Results: In the whole cohort, proximal lordosis accounted for 38% of total lordosis, whereas distal lordosis accounted for 62%. PI revealed a positive correlation with proximal lordosis (r = 0.546; p < 0.001). However, there was no correlation with distal lordosis (r = 0.087; p = 0.346). Stratification by PI showed that proximal lordosis increased across PI groups (16.6° [± 10] versus 21.6° [± 9] versus 30.1° [± 9]; p < 0.001), whereas distal lordosis remained relatively constant (34.8° [± 8] versus 36.7° [± 7] versus 35.9° [± 10]; p = 0.581). Apex position was overall more proximal as PI increased (r = -0.199; p = 0.034).
Conclusions: Our study demonstrated that PI influences only the proximal part of the lordosis, but not the distal part in an asymptomatic adult population.
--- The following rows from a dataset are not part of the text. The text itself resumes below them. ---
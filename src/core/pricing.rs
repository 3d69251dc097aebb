//! Price calculation for custom cake orders
//!
//! Prices are fixed-point decimals. The table is data, so deployments can
//! override any amount through the `pricing` section of the config file.

use crate::core::order::{CakeDesign, DeliveryType};
use rust_decimal::{Decimal, RoundingStrategy};
use serde::{Deserialize, Serialize};
use std::collections::HashMap;

/// Layers included in the size price; each extra layer is charged `layer_unit`
pub const BASELINE_LAYERS: u8 = 2;

/// Lookup table driving [`PriceTable::compute_price`]
#[derive(Debug, Clone, PartialEq, Serialize, Deserialize)]
#[serde(default)]
pub struct PriceTable {
    /// Base amount per size tier
    #[serde(with = "decimal_map")]
    pub sizes: HashMap<String, Decimal>,

    /// Used when the size tier is not in `sizes`
    #[serde(with = "rust_decimal::serde::float")]
    pub default_size_price: Decimal,

    /// Surcharge per base flavor (unknown flavors cost nothing extra)
    #[serde(with = "decimal_map")]
    pub bases: HashMap<String, Decimal>,

    /// Surcharge per frosting flavor (unknown flavors cost nothing extra)
    #[serde(with = "decimal_map")]
    pub frostings: HashMap<String, Decimal>,

    #[serde(with = "rust_decimal::serde::float")]
    pub topping_unit: Decimal,

    #[serde(with = "rust_decimal::serde::float")]
    pub layer_unit: Decimal,

    #[serde(with = "rust_decimal::serde::float")]
    pub delivery_surcharge: Decimal,
}

impl Default for PriceTable {
    fn default() -> Self {
        let cents = |c: i64| Decimal::new(c, 2);
        let table = |entries: &[(&str, i64)]| {
            entries
                .iter()
                .map(|(k, c)| (k.to_string(), cents(*c)))
                .collect::<HashMap<_, _>>()
        };

        Self {
            sizes: table(&[
                ("small", 2999),
                ("medium", 3999),
                ("large", 4999),
                ("xl", 6999),
            ]),
            default_size_price: cents(3999),
            bases: table(&[
                ("chocolate", 500),
                ("vanilla", 400),
                ("red-velvet", 600),
                ("carrot", 500),
                ("lemon", 400),
            ]),
            frostings: table(&[
                ("vanilla", 300),
                ("chocolate", 400),
                ("cream-cheese", 400),
                ("strawberry", 300),
                ("matcha", 500),
            ]),
            topping_unit: cents(200),
            layer_unit: cents(300),
            delivery_surcharge: cents(500),
        }
    }
}

impl PriceTable {
    pub fn size_price(&self, size: &str) -> Decimal {
        self.sizes
            .get(size)
            .copied()
            .unwrap_or(self.default_size_price)
    }

    pub fn base_surcharge(&self, base: &str) -> Decimal {
        self.bases.get(base).copied().unwrap_or(Decimal::ZERO)
    }

    pub fn frosting_surcharge(&self, frosting: &str) -> Decimal {
        self.frostings.get(frosting).copied().unwrap_or(Decimal::ZERO)
    }

    /// Total price of a design, rounded to cents
    ///
    /// `size + base + frosting + toppings * topping_unit
    ///  + max(0, layers - 2) * layer_unit + delivery surcharge`
    pub fn compute_price(&self, design: &CakeDesign, delivery: DeliveryType) -> Decimal {
        let extra_layers = design.layers.saturating_sub(BASELINE_LAYERS);

        let mut total = self.size_price(&design.size)
            + self.base_surcharge(&design.base)
            + self.frosting_surcharge(&design.frosting)
            + self.topping_unit * Decimal::from(design.toppings.len())
            + self.layer_unit * Decimal::from(extra_layers);

        if delivery == DeliveryType::Delivery {
            total += self.delivery_surcharge;
        }

        total
            .max(Decimal::ZERO)
            .round_dp_with_strategy(2, RoundingStrategy::MidpointAwayFromZero)
    }
}

/// Serialize price maps as plain JSON/YAML numbers
mod decimal_map {
    use rust_decimal::Decimal;
    use rust_decimal::prelude::{FromPrimitive, ToPrimitive};
    use serde::de::Error;
    use serde::{Deserialize, Deserializer, Serialize, Serializer};
    use std::collections::HashMap;

    pub fn serialize<S: Serializer>(
        map: &HashMap<String, Decimal>,
        serializer: S,
    ) -> Result<S::Ok, S::Error> {
        let floats: HashMap<&String, f64> = map
            .iter()
            .map(|(k, v)| (k, v.to_f64().unwrap_or_default()))
            .collect();
        floats.serialize(serializer)
    }

    pub fn deserialize<'de, D: Deserializer<'de>>(
        deserializer: D,
    ) -> Result<HashMap<String, Decimal>, D::Error> {
        let floats = HashMap::<String, f64>::deserialize(deserializer)?;
        floats
            .into_iter()
            .map(|(k, v)| {
                Decimal::from_f64(v)
                    .map(|d| (k.to_lowercase(), d.round_dp(2)))
                    .ok_or_else(|| D::Error::custom(format!("invalid price for '{}': {}", k, v)))
            })
            .collect()
    }
}
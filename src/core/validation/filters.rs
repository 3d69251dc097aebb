//! Reusable input filters
//!
//! These normalise raw string fields before validation.

use std::collections::HashSet;

/// Filter: trim whitespace, mapping blank strings to `None`
pub fn trimmed(value: Option<&str>) -> Option<String> {
    value
        .map(str::trim)
        .filter(|s| !s.is_empty())
        .map(str::to_string)
}

/// Filter: trim and lowercase an identifier, mapping blank strings to `None`
pub fn identifier(value: Option<&str>) -> Option<String> {
    trimmed(value).map(|s| s.to_lowercase())
}

/// Filter: normalise identifiers and drop duplicates, keeping first occurrence
///
/// Stops once `limit` distinct entries have been collected.
pub fn dedup_identifiers(values: &[String], limit: usize) -> Vec<String> {
    let mut seen = HashSet::with_capacity(limit.min(values.len()));
    let mut unique = Vec::with_capacity(limit.min(values.len()));
    for value in values {
        if unique.len() >= limit {
            break;
        }
        if let Some(id) = identifier(Some(value))
            && seen.insert(id.clone())
        {
            unique.push(id);
        }
    }
    unique
}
The proximal part of the lumbar spine had the most variability across individuals and appeared to accommodate to pelvic morphology (incidence). Further studies using a larger cohort size are encouraged not only to refine this relationship, but also to investigate the effect of restoration of normal lordotic shape of the lumbar spine on the functional outcomes after spinal fusion.
Clinical relevance: Our findings may be useful for surgical planning in an era of patient-specific care. The findings suggest that surgeons should aim for a patient-specific lumbar shape rather than simple global lordosis matched to the PI.